Крестьянин уважает в бабе краснощекость, уездные же барышни пьют уксус, чтобы приобрести аристократическую бледность. Не женитесь на курсистках, они толсты как сосиски. Современная массовая культура тоже ориентирована на долговязость. Супермодель Кейт Мосс с пропорциями демонстрационного врачебного скелета кажется нам изящнее кустодиевских купчих. Пышность отталкивает, и если бы мы могли выбирать, мы отдали бы всех розовых, с ямочками, Венер перед всеми зеркалами за современный идеал красоты: журавлиные ноги, увенчанные стиральной доской.
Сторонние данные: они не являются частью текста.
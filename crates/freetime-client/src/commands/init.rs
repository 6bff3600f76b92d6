//! The `init` command: write a fresh credential record.

use freetime_graph::{Credential, CredentialStore};

use crate::error::{ClientError, ClientResult};

/// Values for a new record, from flags or the environment.
#[derive(Default)]
pub struct InitArgs {
    pub access_token: String,
    pub refresh_token: Option<String>,
    pub client_id: Option<String>,
    pub client_secret: Option<String>,
    pub force: bool,
}

impl InitArgs {
    fn into_credential(self) -> ClientResult<Credential> {
        let access_token = self.access_token.trim().to_string();
        if access_token.is_empty() {
            return Err(ClientError::InvalidArgument(
                "access token must not be empty".to_string(),
            ));
        }
        let mut credential = Credential::new(access_token);
        credential.refresh_token = non_empty(self.refresh_token);
        credential.client_id = non_empty(self.client_id);
        credential.client_secret = non_empty(self.client_secret);
        Ok(credential)
    }
}

fn non_empty(value: Option<String>) -> Option<String> {
    value
        .map(|v| v.trim().to_string())
        .filter(|v| !v.is_empty())
}

/// Writes the record, refusing to overwrite an existing one without `force`.
pub fn run(store: &CredentialStore, args: InitArgs) -> ClientResult<()> {
    let path = store.path();
    if path.exists() && !args.force {
        return Err(ClientError::Config(format!(
            "credential record {} already exists, use --force to overwrite",
            path.display()
        )));
    }

    let credential = args.into_credential()?;
    let refreshable = credential.refresh_grant().is_ok();
    store.save(&credential)?;

    println!("Credential record written to {}", path.display());
    if !refreshable {
        println!(
            "Note: without a refresh token, client ID and client secret the access token cannot be renewed."
        );
    }
    Ok(())
}
//! Configuration commands.

use std::path::Path;

use crate::config::ClientConfig;
use crate::error::{ClientError, ClientResult};

/// Dump the current configuration to stdout.
pub fn dump(config: &ClientConfig, config_path: &Path) -> ClientResult<()> {
    let toml_str = toml::to_string_pretty(config)
        .map_err(|e| ClientError::Config(format!("failed to serialize config: {}", e)))?;
    println!("# config.toml ({})", config_path.display());
    println!("{}", toml_str);

    Ok(())
}

/// Validate the configuration, including the derived service settings.
pub fn validate(config: &ClientConfig, credential_override: Option<&Path>) -> ClientResult<()> {
    check(config, credential_override)?;
    println!("Configuration is valid.");
    Ok(())
}

fn check(config: &ClientConfig, credential_override: Option<&Path>) -> ClientResult<()> {
    config
        .to_graph_config(credential_override)
        .validate()
        .map_err(|e| ClientError::Config(e.message().to_string()))?;
    config.slot().map_err(ClientError::Config)?;
    if config.schedule.organizer.trim().is_empty() {
        return Err(ClientError::Config(
            "schedule.organizer must not be empty".to_string(),
        ));
    }
    Ok(())
}

/// Show the configuration file and credential record paths.
pub fn path(
    config: &ClientConfig,
    config_path: &Path,
    credential_override: Option<&Path>,
) -> ClientResult<()> {
    let graph = config.to_graph_config(credential_override);
    println!("config: {}", config_path.display());
    println!("credential: {}", graph.credential_path.display());
    Ok(())
}

#[cfg(test)]
mod tests {
    use super::*;

    #[test]
    fn defaults_are_valid() {
        assert!(check(&ClientConfig::default(), None).is_ok());
    }

    #[test]
    fn bad_graph_settings_are_reported() {
        let config: ClientConfig = toml::from_str("[graph]\ntimeout_secs = 0\n").unwrap();
        let err = check(&config, None).unwrap_err();
        assert!(matches!(err, ClientError::Config(_)));
    }

    #[test]
    fn bad_slot_is_reported() {
        let config: ClientConfig = toml::from_str("[schedule]\nslot_minutes = 45\n").unwrap();
        assert!(
            check(&config, None)
                .unwrap_err()
                .to_string()
                .contains("slot_minutes")
        );
    }

    #[test]
    fn blank_organizer_is_reported() {
        let config: ClientConfig = toml::from_str("[schedule]\norganizer = \" \"\n").unwrap();
        assert!(check(&config, None).is_err());
    }
}
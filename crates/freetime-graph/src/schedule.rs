//! The `getSchedule` availability request and its response.

use serde::{Deserialize, Serialize};
use serde_json::Value;
use tracing::{debug, warn};

use freetime_core::{AvailabilityGrid, SlotGranularity, TimeWindow, is_me, resolve_attendees};

use crate::error::{GraphError, GraphResult};

const DATE_TIME_FORMAT: &str = "%Y-%m-%dT%H:%M:%S";

/// One availability request: who, when, and at what resolution.
///
/// Attendees are resolved to full addresses and the window is rounded to the
/// slot length at construction, so every grid this query parses lines up
/// slot for slot.
#[derive(Debug, Clone, PartialEq, Eq)]
pub struct AvailabilityQuery {
    attendees: Vec<String>,
    window: TimeWindow,
    granularity: SlotGranularity,
}

impl AvailabilityQuery {
    /// Resolves `attendees` against `default_domain` and rounds `window`.
    ///
    /// Fails with `InvalidQuery` before any request is made if the attendee
    /// list is empty, a bare name cannot be qualified, or the window collapses
    /// once rounded.
    pub fn new<'a, I>(
        attendees: I,
        window: TimeWindow,
        granularity: SlotGranularity,
        default_domain: Option<&str>,
    ) -> GraphResult<Self>
    where
        I: IntoIterator<Item = &'a str>,
    {
        let attendees = resolve_attendees(attendees, default_domain)?;
        let window = window.rounded(granularity)?;
        Ok(Self {
            attendees,
            window,
            granularity,
        })
    }

    /// Resolved attendee addresses, in request order.
    pub fn attendees(&self) -> &[String] {
        &self.attendees
    }

    /// The rounded window.
    pub fn window(&self) -> &TimeWindow {
        &self.window
    }

    pub fn granularity(&self) -> SlotGranularity {
        self.granularity
    }

    /// Slots every availability view must cover.
    pub fn slot_count(&self) -> usize {
        self.window.slot_count(self.granularity)
    }

    /// Request body, with times expressed in `timezone`.
    pub fn body(&self, timezone: &str) -> ScheduleRequest {
        ScheduleRequest {
            schedules: self.attendees.clone(),
            start_time: ApiDateTimeZone {
                date_time: self.window.start.format(DATE_TIME_FORMAT).to_string(),
                time_zone: timezone.to_string(),
            },
            end_time: ApiDateTimeZone {
                date_time: self.window.end.format(DATE_TIME_FORMAT).to_string(),
                time_zone: timezone.to_string(),
            },
            availability_view_interval: self.granularity.minutes(),
        }
    }

    /// Decodes a `getSchedule` answer into a grid keyed by schedule id.
    ///
    /// Every requested attendee must come back with a view of exactly
    /// [`slot_count`](Self::slot_count) characters. The `me` sentinel comes
    /// back under the signed-in user's address, so only its count is checked.
    pub fn parse(&self, value: Value) -> GraphResult<AvailabilityGrid> {
        let response: ApiScheduleResponse = serde_json::from_value(value)
            .map_err(|e| GraphError::malformed(format!("invalid schedule response: {}", e)))?;

        if response.value.len() != self.attendees.len() {
            return Err(GraphError::malformed(format!(
                "schedule response has {} entries for {} attendees",
                response.value.len(),
                self.attendees.len()
            )));
        }

        for attendee in self.attendees.iter().filter(|a| !is_me(a)) {
            let present = response
                .value
                .iter()
                .any(|item| item.schedule_id.eq_ignore_ascii_case(attendee));
            if !present {
                return Err(GraphError::malformed(format!(
                    "schedule response has no entry for {}",
                    attendee
                )));
            }
        }

        let mut views = Vec::with_capacity(response.value.len());
        for item in response.value {
            match (item.availability_view, item.error) {
                (Some(view), _) => views.push((item.schedule_id, view)),
                (None, Some(error)) => {
                    warn!(attendee = %item.schedule_id, "schedule lookup failed");
                    return Err(GraphError::malformed(format!(
                        "schedule for {} failed: {}",
                        item.schedule_id,
                        error.message.unwrap_or_else(|| "unknown error".to_string())
                    )));
                }
                (None, None) => {
                    return Err(GraphError::malformed(format!(
                        "schedule for {} has no availability view",
                        item.schedule_id
                    )));
                }
            }
        }

        let grid = AvailabilityGrid::from_views(views, self.slot_count())?;
        debug!(
            attendees = grid.len(),
            slots = self.slot_count(),
            "parsed schedule response"
        );
        Ok(grid)
    }
}

/// Body of `POST {subject}/calendar/getSchedule`.
#[derive(Debug, Clone, PartialEq, Eq, Serialize)]
#[serde(rename_all = "camelCase")]
pub struct ScheduleRequest {
    pub schedules: Vec<String>,
    pub start_time: ApiDateTimeZone,
    pub end_time: ApiDateTimeZone,
    pub availability_view_interval: u32,
}

/// Graph `dateTimeTimeZone` resource.
#[derive(Debug, Clone, PartialEq, Eq, Serialize, Deserialize)]
#[serde(rename_all = "camelCase")]
pub struct ApiDateTimeZone {
    pub date_time: String,
    #[serde(default)]
    pub time_zone: String,
}

#[derive(Debug, Deserialize)]
struct ApiScheduleResponse {
    value: Vec<ApiScheduleItem>,
}

#[derive(Debug, Deserialize)]
#[serde(rename_all = "camelCase")]
struct ApiScheduleItem {
    schedule_id: String,
    #[serde(default)]
    availability_view: Option<String>,
    #[serde(default)]
    error: Option<ApiScheduleError>,
}

#[derive(Debug, Deserialize)]
struct ApiScheduleError {
    #[serde(default)]
    message: Option<String>,
}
Красота, безусловно, спасет мир
Существует множество теорий, – научных, шарлатанских и комбинированных, пытающихся объяснить механизмы привлекательности. Из самых безумных – вульгарно-марксистско-феминистские. Их можно придумывать не выходя из дому. Одна такая теория, например, гласит, что понятие «красоты» выдумано в XVIII веке мужчинами, а именно нарождающейся буржуазией, в целях конкуренции, то есть с тем, чтобы отвлечь женщин от борьбы за рабочие места. Мужчина тряс перед женским носом кружевами и рюшками, заманивая их, как осла морковкой, в сторону, прочь от насущных проблем, подбрасывая им гнилую идейку о их женской якобы привлекательности. Казалось бы, это так нестерпимо глупо, что не стоит разговора, но в Америке несколько лет назад эта теория имела бурный успех. Для страны с культурной амнезией XVIII век – это такая же глубокая древность, как для нас – эпоха опаринского бульона или же выползания кистеперой рыбы на сушу, если таковое и правда имело место. (Не говорю: динозавров, так как в среднем американском сознании парадоксальным образом динозавры, не без помощи Спилберга, существуют в настоящем или даже будущем времени.)